Nie wierzyłam w swoje zdolności do pieczenia drożdżówek, ale udało się.
Jestem pod ogromnym wrażeniem miękkości ciasta. Majonez rzeczywiście dodaje puszystości, będę go dodawała do ciast drożdżowych.
Przepis pochodzi z blogu Doroty
Składniki:
50 dag mąki,
2 ¼ łyżeczki suchych drożdży,
325 ml mleka,
50 g stopionego masła
1 ½ łyżeczki majonezu,
50 g cukru,
½ łyżeczki soli.
Nadzienie:
Serowe
400 g mielonego twarożku,
Pół szklanki cukru pudru,
1 łyżeczka cukru waniliowego,
1 żółtko,
4 łyżki miękkiego masła
Cynamon wymieszany z cukrem,
Prażone jabłka
Wszystkie składniki wsypujemy do miski i wyrabiamy ciasto. Ciasto musi być gładkie i elastyczne. Zostawiamy do wyrośnięcia. Gdy ciasto podwoi swoją objętość dzielimy je na 16 kawałków.

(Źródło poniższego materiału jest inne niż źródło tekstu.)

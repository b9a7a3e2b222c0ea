//! Interpreter for the per-class builder semantics.
//!
//! [`Compiler::new`] turns a [`ClassCollection`] into one compiled builder per
//! class: required and allowed keys are listed, property types resolved,
//! patterns compiled. [`Compiler::build`] then converts dynamic documents
//! without touching the model again. Generated code performs the same steps;
//! both share the helpers in [`crate::runtime`].
//!
//! Failures below the top level never abort a parent. Each property
//! conversion yields a [`PropertyOutcome`] and the parent keeps whatever was
//! set.

use crate::diagnostics::{Diagnostic, Diagnostics};
use crate::error::BuilderGenError;
use crate::instance::{FieldValue, Instance, Message, OneOf};
use crate::model::{ClassCollection, ClassModel, MapValueType, PropertyType, ScalarKind};
use crate::runtime::{self, Map};
use crate::settings::GenerateSettings;
use crate::validate;
use serde_json::Value;
use std::collections::BTreeMap;

/// Key filter of a map-typed property.
enum KeyFilter {
    All,
    /// An invalid pattern admits no key.
    Matching(runtime::KeyPattern),
}

impl KeyFilter {
    fn admits(&self, key: &str) -> bool {
        match self {
            Self::All => true,
            Self::Matching(pattern) => pattern.admits(key),
        }
    }
}

enum MapValue {
    String,
    Class(String),
}

enum Conversion {
    Scalar(ScalarKind),
    Class(String),
    /// Nested class of a oneOf wrapper, offered the whole input mapping.
    Branch(String),
    Map { value: MapValue, filter: KeyFilter },
}

struct CompiledProperty {
    name: String,
    repeated: bool,
    conversion: Conversion,
}

struct MessageShape {
    required: Vec<String>,
    /// `None` for open classes.
    allowed: Option<Vec<String>>,
    properties: Vec<CompiledProperty>,
}

enum CompiledClass {
    StringArray,
    Blob,
    Message(MessageShape),
}

/// Result of converting one property, aggregated by the parent.
enum PropertyOutcome {
    /// Key not present, or nothing to store.
    Absent,
    Set(FieldValue),
    Branch(OneOf),
    /// Present but unusable; the field stays at its zero value.
    Rejected,
}

/// What a property conversion may look at.
struct Site<'a> {
    class_name: &'a str,
    map: &'a Map,
    value: &'a Value,
    path: &'a str,
}

/// Compiled builders for every class of a model.
pub struct Compiler {
    classes: BTreeMap<String, CompiledClass>,
}

impl Compiler {
    /// Compile every class of `classes`.
    ///
    /// # Errors
    ///
    /// Returns `BuilderGenError::InvalidModel` when
    /// `settings.deny_invalid_model` is set and the model has any issue.
    pub fn new(
        classes: &ClassCollection,
        settings: &GenerateSettings,
    ) -> Result<Self, BuilderGenError> {
        if settings.deny_invalid_model {
            validate::ensure_valid(classes)?;
        }
        let compiled: BTreeMap<String, CompiledClass> = classes
            .iter()
            .map(|class| (class.name.clone(), compile_class(class, classes)))
            .collect();
        tracing::debug!(classes = compiled.len(), "compiled class builders");
        Ok(Self { classes: compiled })
    }

    /// Names of all compiled classes, sorted.
    pub fn class_names(&self) -> impl Iterator<Item = &str> {
        self.classes.keys().map(String::as_str)
    }

    /// Convert `value` into an instance of `class_name`.
    ///
    /// `Ok(None)` is a validation failure of the top-level value; soft
    /// failures below it are reported to `diagnostics`.
    ///
    /// # Errors
    ///
    /// Returns `BuilderGenError::UnknownClass` when the model has no such class.
    pub fn build(
        &self,
        class_name: &str,
        value: &Value,
        diagnostics: &mut dyn Diagnostics,
    ) -> Result<Option<Instance>, BuilderGenError> {
        if !self.classes.contains_key(class_name) {
            return Err(BuilderGenError::UnknownClass(class_name.to_string()));
        }
        Ok(self.build_named(class_name, value, "", diagnostics))
    }

    fn build_named(
        &self,
        class_name: &str,
        value: &Value,
        path: &str,
        diagnostics: &mut dyn Diagnostics,
    ) -> Option<Instance> {
        match self.classes.get(class_name)? {
            CompiledClass::StringArray => {
                if let Some(s) = value.as_str() {
                    return Some(Instance::StringArray(vec![s.to_string()]));
                }
                diagnostics.report(Diagnostic::not_a_string(class_name, path, value));
                None
            }
            CompiledClass::Blob => Some(Instance::Blob(runtime::render_blob(value))),
            CompiledClass::Message(shape) => self
                .build_message(class_name, shape, value, path, diagnostics)
                .map(Instance::Message),
        }
    }

    fn build_message(
        &self,
        class_name: &str,
        shape: &MessageShape,
        value: &Value,
        path: &str,
        diagnostics: &mut dyn Diagnostics,
    ) -> Option<Message> {
        let Some(m) = runtime::unpack_map(value) else {
            diagnostics.report(Diagnostic::not_a_mapping(class_name, path, value));
            return None;
        };
        if !runtime::map_contains_all_keys(m, &shape.required) {
            return None;
        }
        if let Some(allowed) = &shape.allowed
            && !runtime::map_contains_only_keys(m, allowed)
        {
            return None;
        }

        let site = Site {
            class_name,
            map: m,
            value,
            path,
        };
        let mut message = Message::new(class_name);
        for property in &shape.properties {
            // First matching branch wins; later candidates are not tried.
            if matches!(property.conversion, Conversion::Branch(_)) && message.one_of.is_some() {
                continue;
            }
            match self.convert_property(&site, property, diagnostics) {
                PropertyOutcome::Set(field) => message.set(property.name.clone(), field),
                PropertyOutcome::Branch(branch) => message.one_of = Some(branch),
                PropertyOutcome::Absent | PropertyOutcome::Rejected => {}
            }
        }
        Some(message)
    }

    fn convert_property(
        &self,
        site: &Site<'_>,
        property: &CompiledProperty,
        diagnostics: &mut dyn Diagnostics,
    ) -> PropertyOutcome {
        match &property.conversion {
            Conversion::Branch(class_name) => {
                match self.build_named(class_name, site.value, site.path, diagnostics) {
                    Some(instance) => {
                        tracing::trace!(
                            class = site.class_name,
                            branch = %class_name,
                            "oneOf branch matched"
                        );
                        PropertyOutcome::Branch(OneOf {
                            class_name: class_name.clone(),
                            instance: Box::new(instance),
                        })
                    }
                    None => PropertyOutcome::Rejected,
                }
            }
            Conversion::Map { value, filter } => {
                self.convert_map(site, &property.name, value, filter, diagnostics)
            }
            Conversion::Scalar(kind) => {
                let Some(v) = site.map.get(&property.name) else {
                    return PropertyOutcome::Absent;
                };
                let path: String = runtime::child_path(site.path, &property.name);
                convert_scalar(
                    *kind,
                    property.repeated,
                    v,
                    site.class_name,
                    &property.name,
                    &path,
                    diagnostics,
                )
            }
            Conversion::Class(class_name) => {
                let Some(v) = site.map.get(&property.name) else {
                    return PropertyOutcome::Absent;
                };
                let path: String = runtime::child_path(site.path, &property.name);
                if property.repeated {
                    let Some(items) =
                        runtime::sequence(v, site.class_name, &property.name, &path, diagnostics)
                    else {
                        return PropertyOutcome::Rejected;
                    };
                    let built: Vec<Instance> = items
                        .iter()
                        .enumerate()
                        .map(|(index, item)| {
                            let item_path: String = runtime::child_path(&path, &index.to_string());
                            self.build_named(class_name, item, &item_path, diagnostics)
                                .unwrap_or_else(|| self.zero_instance(class_name))
                        })
                        .collect();
                    PropertyOutcome::Set(FieldValue::Messages(built))
                } else {
                    match self.build_named(class_name, v, &path, diagnostics) {
                        Some(instance) => PropertyOutcome::Set(FieldValue::Message(Box::new(instance))),
                        None => PropertyOutcome::Rejected,
                    }
                }
            }
        }
    }

    /// Every key of the whole input mapping that passes `filter` becomes an entry.
    fn convert_map(
        &self,
        site: &Site<'_>,
        property: &str,
        value: &MapValue,
        filter: &KeyFilter,
        diagnostics: &mut dyn Diagnostics,
    ) -> PropertyOutcome {
        let entries = site.map.iter().filter(|(key, _)| filter.admits(key));
        let field: FieldValue = match value {
            MapValue::String => {
                let mut map: BTreeMap<String, String> = BTreeMap::new();
                for (key, v) in entries {
                    let path: String = runtime::child_path(site.path, key);
                    if let Some(s) =
                        runtime::scalar::<String>(v, site.class_name, property, &path, diagnostics)
                    {
                        map.insert(key.clone(), s);
                    }
                }
                if map.is_empty() {
                    return PropertyOutcome::Absent;
                }
                FieldValue::StringMap(map)
            }
            MapValue::Class(class_name) => {
                let mut map: BTreeMap<String, Instance> = BTreeMap::new();
                for (key, v) in entries {
                    let path: String = runtime::child_path(site.path, key);
                    let instance: Instance = self
                        .build_named(class_name, v, &path, diagnostics)
                        .unwrap_or_else(|| self.zero_instance(class_name));
                    map.insert(key.clone(), instance);
                }
                if map.is_empty() {
                    return PropertyOutcome::Absent;
                }
                FieldValue::MessageMap(map)
            }
        };
        PropertyOutcome::Set(field)
    }

    /// Zero value standing in for an element that failed to build.
    fn zero_instance(&self, class_name: &str) -> Instance {
        match self.classes.get(class_name) {
            Some(CompiledClass::StringArray) => Instance::StringArray(Vec::new()),
            Some(CompiledClass::Blob) => Instance::Blob(String::new()),
            Some(CompiledClass::Message(_)) | None => Instance::Message(Message::new(class_name)),
        }
    }
}

fn convert_scalar(
    kind: ScalarKind,
    repeated: bool,
    v: &Value,
    class_name: &str,
    property: &str,
    path: &str,
    diagnostics: &mut dyn Diagnostics,
) -> PropertyOutcome {
    let field: Option<FieldValue> = match (kind, repeated) {
        (ScalarKind::String, false) => {
            runtime::scalar::<String>(v, class_name, property, path, diagnostics)
                .map(FieldValue::String)
        }
        (ScalarKind::String, true) => {
            runtime::sequence(v, class_name, property, path, diagnostics)
                .map(|items| FieldValue::Strings(runtime::convert_array_to_string_array(items)))
        }
        (ScalarKind::Int, false) => {
            runtime::scalar::<i64>(v, class_name, property, path, diagnostics).map(FieldValue::Int)
        }
        (ScalarKind::Int, true) => {
            runtime::scalar_sequence::<i64>(v, class_name, property, path, diagnostics)
                .map(FieldValue::Ints)
        }
        (ScalarKind::Float, false) => {
            runtime::scalar::<f64>(v, class_name, property, path, diagnostics)
                .map(FieldValue::Float)
        }
        (ScalarKind::Float, true) => {
            runtime::scalar_sequence::<f64>(v, class_name, property, path, diagnostics)
                .map(FieldValue::Floats)
        }
        (ScalarKind::Bool, false) => {
            runtime::scalar::<bool>(v, class_name, property, path, diagnostics)
                .map(FieldValue::Bool)
        }
        (ScalarKind::Bool, true) => {
            runtime::scalar_sequence::<bool>(v, class_name, property, path, diagnostics)
                .map(FieldValue::Bools)
        }
    };
    field.map_or(PropertyOutcome::Rejected, PropertyOutcome::Set)
}

fn compile_class(class: &ClassModel, classes: &ClassCollection) -> CompiledClass {
    if class.is_string_array {
        return CompiledClass::StringArray;
    }
    if class.is_blob {
        return CompiledClass::Blob;
    }

    let mut properties: Vec<CompiledProperty> = Vec::with_capacity(class.properties.len());
    for property in class.properties.values() {
        let conversion: Conversion = match property.property_type(classes) {
            PropertyType::Scalar(kind) => Conversion::Scalar(kind),
            PropertyType::Class(name) if class.one_of_wrapper && !property.repeated => {
                Conversion::Branch(name)
            }
            PropertyType::Class(name) => Conversion::Class(name),
            PropertyType::Map(MapValueType::String) => Conversion::Map {
                value: MapValue::String,
                filter: key_filter(class, &property.name, property.pattern.as_deref()),
            },
            PropertyType::Map(MapValueType::Class(name)) => Conversion::Map {
                value: MapValue::Class(name),
                filter: key_filter(class, &property.name, property.pattern.as_deref()),
            },
            PropertyType::Map(MapValueType::Unknown(type_name))
            | PropertyType::Unknown(type_name) => {
                tracing::debug!(
                    class = %class.name,
                    property = %property.name,
                    type_name = %type_name,
                    "skipping property of unsupported type"
                );
                continue;
            }
        };
        properties.push(CompiledProperty {
            name: property.name.clone(),
            repeated: property.repeated,
            conversion,
        });
    }

    let allowed: Option<Vec<String>> =
        (!class.open).then(|| class.properties.keys().cloned().collect());

    CompiledClass::Message(MessageShape {
        required: class.required.iter().cloned().collect(),
        allowed,
        properties,
    })
}

fn key_filter(class: &ClassModel, property: &str, pattern: Option<&str>) -> KeyFilter {
    let Some(pattern) = pattern else {
        return KeyFilter::All;
    };
    let compiled = runtime::KeyPattern::new(pattern);
    if !compiled.is_valid() {
        tracing::warn!(
            class = %class.name,
            property,
            pattern,
            "pattern does not compile; map admits no keys"
        );
    }
    KeyFilter::Matching(compiled)
}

Na oprószonej mąką stolnicy rozwałkowujemy każdy kawałek na placek. Nakładamy nadzienie i placek zwijamy w rulon. Rulon nacinamy w środku (wzdłuż dłuższych boków). Nacięcie powinno kończyć się około 2 cm od każdego końca rulonu.
Oba końce przewijamy od spodu przez nacięcie.
Bułeczki układamy na blaszce wyłożonej papierem do pieczenia i odstawiamy do wyrośnięcia. Pieczemy w piekarniku nagrzanym do 190 st. C przez max. 20 minut (15- 20 minut).